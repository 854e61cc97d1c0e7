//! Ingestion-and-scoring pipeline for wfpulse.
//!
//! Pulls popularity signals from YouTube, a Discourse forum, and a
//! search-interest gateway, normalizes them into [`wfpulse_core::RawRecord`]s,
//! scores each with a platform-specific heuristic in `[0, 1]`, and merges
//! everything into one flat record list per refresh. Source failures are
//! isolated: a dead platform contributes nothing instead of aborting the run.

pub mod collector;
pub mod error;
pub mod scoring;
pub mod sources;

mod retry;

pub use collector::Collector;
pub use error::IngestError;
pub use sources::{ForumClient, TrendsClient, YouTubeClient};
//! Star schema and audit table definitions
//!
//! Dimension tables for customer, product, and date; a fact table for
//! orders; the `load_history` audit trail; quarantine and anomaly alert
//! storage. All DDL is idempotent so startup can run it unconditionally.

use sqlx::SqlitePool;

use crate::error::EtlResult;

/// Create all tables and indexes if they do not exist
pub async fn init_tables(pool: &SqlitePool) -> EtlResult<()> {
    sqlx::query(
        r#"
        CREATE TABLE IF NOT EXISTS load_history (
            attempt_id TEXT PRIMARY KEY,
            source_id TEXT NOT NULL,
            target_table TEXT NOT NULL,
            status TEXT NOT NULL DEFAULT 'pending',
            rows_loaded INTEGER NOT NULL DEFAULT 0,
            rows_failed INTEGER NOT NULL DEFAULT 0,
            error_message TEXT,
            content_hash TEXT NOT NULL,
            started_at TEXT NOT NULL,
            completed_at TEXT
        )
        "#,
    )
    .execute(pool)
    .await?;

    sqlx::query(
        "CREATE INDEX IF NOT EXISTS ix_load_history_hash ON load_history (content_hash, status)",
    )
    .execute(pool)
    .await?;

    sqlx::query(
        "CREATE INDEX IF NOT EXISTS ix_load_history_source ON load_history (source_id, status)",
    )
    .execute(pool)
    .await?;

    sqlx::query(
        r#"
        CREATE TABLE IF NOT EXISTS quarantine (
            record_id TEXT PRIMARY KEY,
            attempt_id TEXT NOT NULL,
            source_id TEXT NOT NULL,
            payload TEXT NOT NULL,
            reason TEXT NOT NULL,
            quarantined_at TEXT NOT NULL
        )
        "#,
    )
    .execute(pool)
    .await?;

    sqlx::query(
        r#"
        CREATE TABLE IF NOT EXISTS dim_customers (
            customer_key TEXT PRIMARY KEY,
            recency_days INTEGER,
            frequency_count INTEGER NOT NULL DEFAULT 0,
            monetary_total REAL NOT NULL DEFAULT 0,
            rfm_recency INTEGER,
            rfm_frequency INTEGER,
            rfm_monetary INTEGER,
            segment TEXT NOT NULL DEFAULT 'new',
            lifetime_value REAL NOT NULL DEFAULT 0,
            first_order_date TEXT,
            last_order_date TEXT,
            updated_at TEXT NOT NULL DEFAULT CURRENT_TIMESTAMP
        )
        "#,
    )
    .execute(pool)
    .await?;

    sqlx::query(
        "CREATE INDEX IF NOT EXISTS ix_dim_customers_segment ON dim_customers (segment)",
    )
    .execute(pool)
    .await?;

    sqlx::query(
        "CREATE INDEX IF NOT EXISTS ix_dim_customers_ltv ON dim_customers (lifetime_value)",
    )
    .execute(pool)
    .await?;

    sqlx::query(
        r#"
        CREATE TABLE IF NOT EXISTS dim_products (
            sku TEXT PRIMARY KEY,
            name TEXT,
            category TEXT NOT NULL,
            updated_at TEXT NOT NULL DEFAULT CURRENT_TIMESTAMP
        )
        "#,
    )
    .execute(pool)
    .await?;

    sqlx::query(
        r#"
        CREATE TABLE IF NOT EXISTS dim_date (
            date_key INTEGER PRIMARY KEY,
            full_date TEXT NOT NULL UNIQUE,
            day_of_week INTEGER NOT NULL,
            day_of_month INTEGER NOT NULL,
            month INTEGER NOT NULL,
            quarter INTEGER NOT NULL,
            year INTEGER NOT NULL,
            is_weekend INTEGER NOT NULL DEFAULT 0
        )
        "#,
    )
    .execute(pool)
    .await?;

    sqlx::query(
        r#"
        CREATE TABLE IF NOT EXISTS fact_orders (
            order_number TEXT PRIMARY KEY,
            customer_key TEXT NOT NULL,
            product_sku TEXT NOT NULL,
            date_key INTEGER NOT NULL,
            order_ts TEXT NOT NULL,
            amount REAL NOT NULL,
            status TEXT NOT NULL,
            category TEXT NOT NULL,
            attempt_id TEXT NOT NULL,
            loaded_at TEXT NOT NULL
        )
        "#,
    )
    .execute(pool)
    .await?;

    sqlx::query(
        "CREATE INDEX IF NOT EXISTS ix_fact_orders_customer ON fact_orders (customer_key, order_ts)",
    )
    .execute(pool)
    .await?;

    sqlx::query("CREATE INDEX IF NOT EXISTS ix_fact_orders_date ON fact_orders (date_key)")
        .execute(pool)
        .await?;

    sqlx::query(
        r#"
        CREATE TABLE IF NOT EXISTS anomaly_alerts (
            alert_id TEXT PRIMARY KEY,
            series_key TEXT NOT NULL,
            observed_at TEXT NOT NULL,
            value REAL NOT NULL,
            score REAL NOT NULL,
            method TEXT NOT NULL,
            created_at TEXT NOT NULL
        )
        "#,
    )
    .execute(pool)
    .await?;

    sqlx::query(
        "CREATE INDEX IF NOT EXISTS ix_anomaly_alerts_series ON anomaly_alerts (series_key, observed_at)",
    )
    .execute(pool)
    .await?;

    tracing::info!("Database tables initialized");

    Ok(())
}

──────

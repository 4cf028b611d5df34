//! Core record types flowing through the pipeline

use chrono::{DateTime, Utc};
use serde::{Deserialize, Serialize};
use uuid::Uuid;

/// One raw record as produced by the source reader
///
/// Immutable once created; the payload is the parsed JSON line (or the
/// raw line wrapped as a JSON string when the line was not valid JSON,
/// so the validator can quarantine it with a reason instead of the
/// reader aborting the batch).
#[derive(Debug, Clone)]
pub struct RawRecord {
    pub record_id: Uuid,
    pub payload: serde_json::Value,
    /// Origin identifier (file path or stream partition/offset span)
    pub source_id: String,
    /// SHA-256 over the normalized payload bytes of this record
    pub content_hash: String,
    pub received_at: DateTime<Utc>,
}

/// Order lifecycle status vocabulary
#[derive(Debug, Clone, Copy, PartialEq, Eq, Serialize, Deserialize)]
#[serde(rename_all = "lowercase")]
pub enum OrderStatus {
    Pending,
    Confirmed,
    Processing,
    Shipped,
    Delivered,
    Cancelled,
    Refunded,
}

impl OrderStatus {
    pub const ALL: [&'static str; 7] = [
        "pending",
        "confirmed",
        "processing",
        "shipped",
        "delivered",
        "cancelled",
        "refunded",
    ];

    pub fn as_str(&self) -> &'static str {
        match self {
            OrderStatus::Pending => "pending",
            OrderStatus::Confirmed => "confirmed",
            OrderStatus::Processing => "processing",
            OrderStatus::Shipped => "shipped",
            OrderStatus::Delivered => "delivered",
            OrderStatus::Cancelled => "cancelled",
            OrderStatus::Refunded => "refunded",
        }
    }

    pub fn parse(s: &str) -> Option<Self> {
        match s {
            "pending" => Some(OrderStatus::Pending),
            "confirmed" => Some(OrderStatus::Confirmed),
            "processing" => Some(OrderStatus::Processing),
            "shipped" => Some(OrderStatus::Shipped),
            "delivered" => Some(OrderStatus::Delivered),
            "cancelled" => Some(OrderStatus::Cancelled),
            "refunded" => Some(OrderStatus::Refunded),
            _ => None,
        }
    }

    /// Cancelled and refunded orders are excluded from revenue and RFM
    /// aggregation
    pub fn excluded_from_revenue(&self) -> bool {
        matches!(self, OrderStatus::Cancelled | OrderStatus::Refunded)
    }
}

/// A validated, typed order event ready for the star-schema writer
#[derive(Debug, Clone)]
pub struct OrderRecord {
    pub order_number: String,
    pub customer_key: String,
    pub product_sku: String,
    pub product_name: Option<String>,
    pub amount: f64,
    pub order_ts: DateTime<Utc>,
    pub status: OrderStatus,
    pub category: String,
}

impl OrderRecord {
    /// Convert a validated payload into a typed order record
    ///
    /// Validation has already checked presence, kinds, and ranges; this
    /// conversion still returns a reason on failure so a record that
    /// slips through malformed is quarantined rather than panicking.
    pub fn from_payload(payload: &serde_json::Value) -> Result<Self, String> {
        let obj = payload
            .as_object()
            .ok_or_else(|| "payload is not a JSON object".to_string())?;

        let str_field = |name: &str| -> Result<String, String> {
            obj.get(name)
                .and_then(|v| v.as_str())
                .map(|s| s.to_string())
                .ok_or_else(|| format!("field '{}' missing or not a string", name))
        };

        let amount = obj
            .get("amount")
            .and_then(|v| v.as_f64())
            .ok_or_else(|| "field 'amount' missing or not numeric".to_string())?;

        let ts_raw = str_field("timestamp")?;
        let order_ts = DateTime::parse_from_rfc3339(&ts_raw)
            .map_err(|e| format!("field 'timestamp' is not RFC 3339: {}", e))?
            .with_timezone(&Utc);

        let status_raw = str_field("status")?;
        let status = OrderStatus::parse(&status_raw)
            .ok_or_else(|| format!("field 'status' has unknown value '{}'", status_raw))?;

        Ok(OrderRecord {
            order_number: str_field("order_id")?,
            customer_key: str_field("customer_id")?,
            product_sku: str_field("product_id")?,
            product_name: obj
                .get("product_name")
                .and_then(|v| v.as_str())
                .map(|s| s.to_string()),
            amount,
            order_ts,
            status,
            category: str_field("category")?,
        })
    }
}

──────

▶ **What needs to be done**: The entries above hold the needed span. Transcribe exactly the lines from the one with "repository 854e61cc97d1c0e7" to the one with "rows_failed INTEGER NOT", both included.

▶ **Solution**:
repository 854e61cc97d1c0e7
//! Ingestion-and-scoring pipeline for wfpulse.
//!
//! Pulls popularity signals from YouTube, a Discourse forum, and a
//! search-interest gateway, normalizes them into [`wfpulse_core::RawRecord`]s,
//! scores each with a platform-specific heuristic in `[0, 1]`, and merges
//! everything into one flat record list per refresh. Source failures are
//! isolated: a dead platform contributes nothing instead of aborting the run.

pub mod collector;
pub mod error;
pub mod scoring;
pub mod sources;

mod retry;

pub use collector::Collector;
pub use error::IngestError;
pub use sources::{ForumClient, TrendsClient, YouTubeClient};
//! Star schema and audit table definitions
//!
//! Dimension tables for customer, product, and date; a fact table for
//! orders; the `load_history` audit trail; quarantine and anomaly alert
//! storage. All DDL is idempotent so startup can run it unconditionally.

use sqlx::SqlitePool;

use crate::error::EtlResult;

/// Create all tables and indexes if they do not exist
pub async fn init_tables(pool: &SqlitePool) -> EtlResult<()> {
    sqlx::query(
        r#"
        CREATE TABLE IF NOT EXISTS load_history (
            attempt_id TEXT PRIMARY KEY,
            source_id TEXT NOT NULL,
            target_table TEXT NOT NULL,
            status TEXT NOT NULL DEFAULT 'pending',
            rows_loaded INTEGER NOT NULL DEFAULT 0,
            rows_failed INTEGER NOT NULL DEFAULT 0,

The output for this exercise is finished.